THERE IS a new orchard in Grotton but last month on these pages one local wrote about how the fruit trees had an ‘ugly support structure’.

I don’t know whether to laugh or pull my hair out that such a thing was at the top of their check list for how an orchard should look.

I applaud that the orchard now has room for children to play in but it does show how little we understand the fruit landscape we once lived in.

We have lost hundreds of orchards over the last century – great apple trees, glorious cherries and mouth-watering pears have all fallen under the claws of a JCB, reduced to firewood and ash.

We were once the fruit garden of the world and so when a new orchard is planted, we have a chance to embrace this wonderful past.

There is nothing in this world that compares to biting into a fresh apple or watching the bead of juice that pearls on the top of cherries when newly picked.

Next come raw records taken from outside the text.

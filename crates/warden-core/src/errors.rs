use anyhow::Error;
use axum::{
    Json,
    http::{HeaderValue, StatusCode, header},
    response::{IntoResponse, Response},
};
use serde_json::json;

/// Realm advertised in `WWW-Authenticate` when none was configured.
pub const DEFAULT_REALM: &str = "Realm";

#[derive(Debug)]
pub struct AppError {
    pub status: StatusCode,
    pub error: Error,
    /// Basic auth realm sent back with 401 responses.
    pub realm: Option<String>,
}

impl AppError {
    pub fn new<E>(status: StatusCode, err: E) -> Self
    where
        E: Into<Error>,
    {
        Self {
            status,
            error: err.into(),
            realm: None,
        }
    }

    pub fn internal<E>(err: E) -> Self
    where
        E: Into<Error>,
    {
        Self::new(StatusCode::INTERNAL_SERVER_ERROR, err)
    }

    pub fn not_found<E>(err: E) -> Self
    where
        E: Into<Error>,
    {
        Self::new(StatusCode::NOT_FOUND, err)
    }

    pub fn unprocessable<E>(err: E) -> Self
    where
        E: Into<Error>,
    {
        Self::new(StatusCode::UNPROCESSABLE_ENTITY, err)
    }

    pub fn bad_request<E>(err: E) -> Self
    where
        E: Into<Error>,
    {
        Self::new(StatusCode::BAD_REQUEST, err)
    }

    pub fn conflict<E>(err: E) -> Self
    where
        E: Into<Error>,
    {
        Self::new(StatusCode::CONFLICT, err)
    }

    pub fn unauthorized(message: impl Into<String>) -> Self {
        Self::new(StatusCode::UNAUTHORIZED, anyhow::anyhow!(message.into()))
    }

    pub fn forbidden(message: impl Into<String>) -> Self {
        Self::new(StatusCode::FORBIDDEN, anyhow::anyhow!(message.into()))
    }

    pub fn database<E>(err: E) -> Self
    where
        E: Into<Error>,
    {
        Self::new(StatusCode::INTERNAL_SERVER_ERROR, err)
    }

    /// Attach the Basic auth realm used for the `WWW-Authenticate` challenge.
    pub fn with_realm(mut self, realm: impl Into<String>) -> Self {
        self.realm = Some(realm.into());
        self
    }

    pub fn is_not_found(&self) -> bool {
        self.status == StatusCode::NOT_FOUND
    }
}

impl IntoResponse for AppError {
    fn into_response(self) -> Response {
        if self.status.is_server_error() {
            tracing::error!(status = %self.status.as_u16(), error = ?self.error, "Request failed");
        }

        let body = Json(json!({
            "error": self.error.to_string()
        }));

        let mut response = (self.status, body).into_response();

        if self.status == StatusCode::UNAUTHORIZED {
            let realm = self.realm.as_deref().unwrap_or(DEFAULT_REALM);
            if let Ok(value) = HeaderValue::from_str(&format!("Basic realm=\"{}\"", realm)) {
                response
                    .headers_mut()
                    .insert(header::WWW_AUTHENTICATE, value);
            }
        }

        response
    }
}

impl<E> From<E> for AppError
where
    E: Into<Error>,
{
    fn from(err: E) -> Self {
        AppError::internal(err)
    }
}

So, for those in Grotton whose concerns are supports rather than the lasting legacy of reintroducing fruit orchards to our children, fruits trees in open ground only need support for the first three years after which the supports are taken out and the tree grows on, supplying spring blossom, summer and autumn fruit.

In three years’ time Grotton will have a cacophony of apple blossom and there shouldn’t be a support in sight.

So people of Saddleworth on the fruit route, be proud of the blossom and fruit to come, ignore the short-lived supports and remember you leave behind a legacy that will be in this community decades after you have gone the way of those supports.